Lors de l'accouplement corporel n'est en état d'engendrer que celui qui use avec joie et désir d'un membre vif; de même lors de l'accouplement spirituel, qui consiste à dire l'enseignement et la prière : celui qui le pratique avec un membre vif, dans la joie et les délices, celui-là engendre.

Baal-Shem-Tov, Vivre en bonne entente avec Dieu
Paroles recueillies par Martin Buber

 

CORS DE JOY

"Bel ami, si avenant, si beau,
quand vous tiendrai-je en mon pouvoir,
couchée avec vous un soir,
pour vous donner un baiser d'amour.
Sachez que mon grand désir
est de vous prendre au lieu de mon mari,
dans la mesure où vous ferez la promesse
de tout faire selon ma volonté."

La comtesse de Die, XIIème siècle

"L'amour veut un amant cavalier,
doué aux armes et pour un autre service !
Beau parleur et généreux,
qui sache faire et dire
dehors, chez lui,
selon son pouvoir,
et qui soit de plaisante compagnie, courtois, agréable.
La dame qui avec un tel amant couche
est purifiée de tous ses péchés !"

Bertran de Born, XIIème siècle

"-Puisque vous êtes savant à ce propos
je veux que vous me disiez si elle doit se placer à égalité,
la dame, avec son amant quand elle le désire franchement;
autant qu'il le fait avec elle, selon l'amour
qui inspire leurs droits aux amants. (...)

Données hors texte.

impl Handler for TestHandler {
    fn validate(
        &mut self,
        _record: &HandshakeRecord,
        response: &mut ResponseOptions,
    ) -> Result<(), Rejection> {
        if let Some((status, reason)) = &self.reject {
            return Err(Rejection::new(*status, reason.clone()));
        }
        if let Some(proto) = &self.select_subprotocol {
            response.select_subprotocol(proto.clone());
        }
        if let Some(ext) = &self.select_extension {
            response.select_extension(ext.clone());
        }
        Ok(())
    }

    fn on_open(&mut self, link: &mut SessionLink<'_>) {
        assert_eq!(link.state(), SessionState::Open);
        assert_eq!(link.client_header("host"), Some("server.example.com"));
        self.events.lock().unwrap().push(Event::Open {
            subprotocol: link
                .subprotocol()
                .expect("handshake is complete in on_open")
                .map(String::from),
            version: link.version(),
            origin: link.origin().map(String::from),
            resource: link.resource().map(String::from),
            extensions: link.offered_extensions().to_vec(),
        });
        if let Some((code, reason)) = self.close_on_open.take() {
            link.close(code, &reason);
        }
    }

    fn on_message(&mut self, link: &mut SessionLink<'_>, message: Message) {
        self.events.lock().unwrap().push(Event::Message(message.clone()));
        if self.echo {
            match message {
                Message::Text(text) => link.send_text(text),
                Message::Binary(data) => link.send_binary(data),
            }
        }
    }

    fn on_close(&mut self, record: &CloseRecord) {
        self.events.lock().unwrap().push(Event::Closed {
            was_clean: record.was_clean,
            local_code: record.local_code,
            remote_code: record.remote_code,
        });
    }
}

/// Hand-driven peer: raw bytes for the handshake, a client-role codec for
/// frames.
struct TestClient {
    io: DuplexStream,
    encoder: FrameCodec,
    decoder: FrameCodec,
    buf: BytesMut,
}

impl TestClient {
    fn new(io: DuplexStream) -> Self {
        Self {
            io,
            encoder: FrameCodec::client(),
            decoder: FrameCodec::client(),
            buf: BytesMut::new(),
        }
    }

    /// Writes a handshake request and reads the response head.
    async fn handshake(&mut self, request: &str) -> String {
        self.io.write_all(request.as_bytes()).await.unwrap();
        loop {
            if let Some(end) = self
                .buf
                .windows(4)
                .position(|w| w == b"\r\n\r\n")
                .map(|i| i + 4)
            {
                let head = self.buf.split_to(end);
                return String::from_utf8(head.to_vec()).unwrap();
            }
            let mut chunk = [0u8; 1024];
            let n = self.io.read(&mut chunk).await.unwrap();
            assert_ne!(n, 0, "EOF before handshake response completed");
            self.buf.extend_from_slice(&chunk[..n]);
        }
    }

    async fn send_frame(&mut self, frame: Frame) {
        let mut wire = BytesMut::new();
        self.encoder.encode(frame, &mut wire).unwrap();
        self.io.write_all(&wire).await.unwrap();
    }

    async fn send_raw(&mut self, bytes: &[u8]) {
        self.io.write_all(bytes).await.unwrap();
    }

    /// Reads the next frame; `None` at EOF.
    async fn recv_frame(&mut self) -> Option<Frame> {
        loop {
            if let Some(frame) = self.decoder.decode(&mut self.buf).unwrap() {
                return Some(frame);
            }
            let mut chunk = [0u8; 1024];
            let n = self.io.read(&mut chunk).await.unwrap();
            if n == 0 {
                return None;
            }
            self.buf.extend_from_slice(&chunk[..n]);
        }
    }

    /// Reads a frame and asserts it is a CLOSE, returning code and reason.
    async fn recv_close(&mut self) -> (Option<u16>, Option<String>) {
        let frame = self.recv_frame().await.expect("expected a close frame");
        assert_eq!(frame.opcode, Opcode::Close);
        match frame.payload.len() {
            0 => (None, None),
            _ => {
                let code = u16::from_be_bytes([frame.payload[0], frame.payload[1]]);
                let reason = if frame.payload.len() > 2 {
                    Some(String::from_utf8(frame.payload[2..].to_vec()).unwrap())
                } else {
                    None
                };
                (Some(code), reason)
            }
        }
    }

    /// Acknowledges a close with the given code.
    async fn send_close_ack(&mut self, code: u16) {
        let payload = Bytes::copy_from_slice(&code.to_be_bytes());
        self.send_frame(Frame::close(payload)).await;
    }

    async fn expect_eof(&mut self) {
        assert!(self.recv_frame().await.is_none(), "expected EOF");
    }
}

fn spawn_server(
    handler: TestHandler,
    config: SessionConfig,
) -> (TestClient, tokio::task::JoinHandle<CloseRecord>) {
    let (client_io, server_io) = tokio::io::duplex(64 * 1024);
    let session = Session::server(server_io, handler, config);
    let server = tokio::spawn(session.run());
    (TestClient::new(client_io), server)
}

fn events_of(events: &Events) -> Vec<Event> {
    events.lock().unwrap().clone()
}

fn text_frame(fin: bool, payload: &[u8]) -> Frame {
    let mut frame = Frame::text(Bytes::copy_from_slice(payload));
    frame.fin = fin;
    frame
}

fn continuation_frame(fin: bool, payload: &[u8]) -> Frame {
    Frame {
        fin,
        rsv: 0,
        opcode: Opcode::Continuation,
        mask_key: None,
        payload: Bytes::copy_from_slice(payload),
    }
}

// Scenario: canonical version-13 handshake from the RFC.
#[tokio::test(start_paused = true)]
async fn canonical_v13_handshake() {
    init_tracing();
    let events = Events::default();
    let (mut client, _server) =
        spawn_server(TestHandler::recording(&events), SessionConfig::default());

    let response = client.handshake(SAMPLE_REQUEST).await;
    assert!(response.starts_with("HTTP/1.1 101 Switching Protocols\r\n"));
    assert!(response.contains("Upgrade: websocket\r\n"));
    assert!(response.contains("Connection: Upgrade\r\n"));
    assert!(response.contains("Sec-WebSocket-Accept: s3pPLMBiTxaQ9kYGzzhZRbK+xOo=\r\n"));
    assert!(response.contains("Server: websock/"));
}

// Scenario: echo round-trip of a masked single-frame text message.
#[tokio::test(start_paused = true)]
async fn echo_round_trip() {
    init_tracing();
    let events = Events::default();
    let (mut client, _server) =
        spawn_server(TestHandler::echoing(&events), SessionConfig::default());

    client.handshake(SAMPLE_REQUEST).await;
    client.send_frame(Frame::text("Hello")).await;

    let frame = client.recv_frame().await.unwrap();
    assert_eq!(frame.opcode, Opcode::Text);
    assert!(!frame.is_masked(), "server frames must be unmasked");
    assert_eq!(frame.payload.as_ref(), b"Hello");

    let events = events_of(&events);
    assert!(matches!(&events[0], Event::Open { .. }));
    assert_eq!(events[1], Event::Message(Message::text("Hello")));
}

// Scenario: three-fragment text message delivers exactly once.
#[tokio::test(start_paused = true)]
async fn fragmented_text_delivers_once() {
    init_tracing();
    let events = Events::default();
    let (mut client, _server) =
        spawn_server(TestHandler::echoing(&events), SessionConfig::default());

    client.handshake(SAMPLE_REQUEST).await;
    client.send_frame(text_frame(false, b"Hel")).await;
    client.send_frame(continuation_frame(false, b"lo, ")).await;
    client.send_frame(continuation_frame(true, b"World")).await;

    // The echo proves exactly one delivery.
    let frame = client.recv_frame().await.unwrap();
    assert_eq!(frame.payload.as_ref(), b"Hello, World");

    let messages: Vec<_> = events_of(&events)
        .into_iter()
        .filter(|e| matches!(e, Event::Message(_)))
        .collect();
    assert_eq!(messages, vec![Event::Message(Message::text("Hello, World"))]);
}

// Scenario: a ping interleaved in a fragmented message is answered with a
// pong and does not disturb assembly.
#[tokio::test(start_paused = true)]
async fn interleaved_ping_answered_mid_message() {
    init_tracing();
    let events = Events::default();
    let (mut client, _server) =
        spawn_server(TestHandler::echoing(&events), SessionConfig::default());

    client.handshake(SAMPLE_REQUEST).await;
    client.send_frame(text_frame(false, b"Hel")).await;
    client.send_frame(Frame::ping("x")).await;
    client.send_frame(continuation_frame(true, b"lo")).await;

    let pong = client.recv_frame().await.unwrap();
    assert_eq!(pong.opcode, Opcode::Pong);
    assert_eq!(pong.payload.as_ref(), b"x");

    let echo = client.recv_frame().await.unwrap();
    assert_eq!(echo.opcode, Opcode::Text);
    assert_eq!(echo.payload.as_ref(), b"Hello");
}

// Scenario: invalid UTF-8 in a text frame closes with 1007; the close is
// clean because the peer acknowledges within the deadline.
#[tokio::test(start_paused = true)]
async fn invalid_utf8_closes_with_1007() {
    init_tracing();
    let events = Events::default();
    let (mut client, server) =
        spawn_server(TestHandler::echoing(&events), SessionConfig::default());

    client.handshake(SAMPLE_REQUEST).await;
    client
        .send_frame(Frame::text(Bytes::from_static(&[0xC0, 0xAF])))
        .await;

    let (code, _reason) = client.recv_close().await;
    assert_eq!(code, Some(1007));
    client.send_close_ack(1007).await;

    let record = server.await.unwrap();
    assert!(record.was_clean);
    assert!(record.closed_by_me);
    assert_eq!(record.local_code, Some(1007));
    assert!(!events_of(&events)
        .iter()
        .any(|e| matches!(e, Event::Message(_))));
}

// Same payload violation, but the peer never acknowledges: the close-ack
// deadline expires and the close is unclean.
#[tokio::test(start_paused = true)]
async fn missing_close_ack_is_unclean() {
    init_tracing();
    let events = Events::default();
    let (mut client, server) =
        spawn_server(TestHandler::echoing(&events), SessionConfig::default());

    client.handshake(SAMPLE_REQUEST).await;
    client
        .send_frame(Frame::text(Bytes::from_static(&[0xC0, 0xAF])))
        .await;

    let (code, _) = client.recv_close().await;
    assert_eq!(code, Some(1007));
    // No acknowledgement; the 1 s deadline expires under virtual time.
    let record = server.await.unwrap();
    assert!(!record.was_clean);
    assert_eq!(record.local_code, Some(1007));
}

// Scenario: an unmasked client frame is a protocol violation answered
// with close 1002.
#[tokio::test(start_paused = true)]
async fn unmasked_client_frame_closes_with_1002() {
    init_tracing();
    let events = Events::default();
    let (mut client, server) =
        spawn_server(TestHandler::echoing(&events), SessionConfig::default());

    client.handshake(SAMPLE_REQUEST).await;
    // TEXT "Hello" with MASK = 0, hand-assembled.
    client.send_raw(&[0x81, 0x05]).await;
    client.send_raw(b"Hello").await;

    let (code, _) = client.recv_close().await;
    assert_eq!(code, Some(1002));
    client.send_close_ack(1002).await;

    let record = server.await.unwrap();
    assert!(record.was_clean);
    assert_eq!(record.local_code, Some(1002));
}

// Scenario: no bytes within the handshake deadline drops the connection
// without any callback.
#[tokio::test(start_paused = true)]
async fn handshake_timeout_drops_tcp() {
    init_tracing();
    let events = Events::default();
    let (mut client, server) =
        spawn_server(TestHandler::recording(&events), SessionConfig::default());

    // Send nothing. Virtual time advances past the 5 s deadline.
    let record = server.await.unwrap();
    assert!(record.dropped_by_me);
    assert!(!record.was_clean);
    assert!(events_of(&events).is_empty(), "no on_open, no on_close");
    client.expect_eof().await;
}

// The application validate hook can reject with a specific HTTP status.
#[tokio::test(start_paused = true)]
async fn validate_rejection_answers_http_error() {
    init_tracing();
    let events = Events::default();
    let handler = TestHandler {
        reject: Some((403, "token expired".to_string())),
        ..TestHandler::recording(&events)
    };
    let (mut client, server) = spawn_server(handler, SessionConfig::default());

    let response = client.handshake(SAMPLE_REQUEST).await;
    assert!(response.starts_with("HTTP/1.1 403 token expired\r\n"));
    let record = server.await.unwrap();
    assert!(record.dropped_by_me);
    assert!(events_of(&events).is_empty());
}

- Je réponds à la dame, brièvement,
qu'envers son amant, la dame doit se comporter
comme lui envers elle, sans égards pour son rang.
Entre deux amis, il ne doit pas y en avoir un qui domine."
Maria de Ventadorn - XIIè s.
"Je me sais frivole,
mais la beauté, née de l'amour intense,
l'accueil précieux, les signes d'attention,
et la merveille qui dépasse toute autre,
m'on mis sur cette voie
dont je sais bien qu'elle est folie;
mais la folie des amants
est leur bon sens. Le bon sens est pour eux folie."

Raimon de Miraval, XIIIème siècle

"Cela me comblerait si vous pensiez
que je puisse en un lieu venir
et vous baiser et vous étreindre.
Ainsi peut revenir à la vie
mon corps, qui vous désire
et a pour vous tous les élans.
Ami, ne me laissez pas mourir !"

Na Castelosa, XIIIème siècle

 

LES SOUFFLES D'EROS

"Puisque chaque consonne peut être considérée comme une partie infime du balbutiement primitif homogène de l'Eros, nous devons aussi bien admettre que chaque lettre de l'alphabet renferme une certaine énergie sexuelle correspondant à une compression donnée du souffle. Il va de soi qu'en plus de ces divers degrés de compression sexuelle d'autres éléments de la vie sexuelle interviennent suivan leur ressemblance avec certains bruits ou suivant leur point d'articulation et leur mode de prononciation par l'organisme. Mais la diversité des degrés d'énergie nécessaire pour réaliser des consonnes, aisément ou difficilement prononçables, présuppose obligatoirement des compressions érotiques du souffle."

Georg Langer - "L'érotisme dans l'écriture et dans le langage" in L'Erotique de la Kabbale

 

PLANS SUGGESTIFS

* "L'impression architectonique, loin d'être quelque chose comme une "affaire de l'œil", se manifeste essentiellement dans un sentiment corporel direct."
* "Tandis que des vagues de rythmes nous pénétrent, nous agrippent, nous impliquent dans la beauté du mouvement, tout ce qu'est dépourvu de forme se dissout, et pour un instant nous jouissons du bonheur d'être libérés de la pesanteur matérielle."

* "Le centre est occupé par un membre porteur"
* "La colonne est déchargée et l'impression de plus grande liberté est essentiellement ressentie par le fait qu'on se débarrasse, dans les volutes, d'une force superflue"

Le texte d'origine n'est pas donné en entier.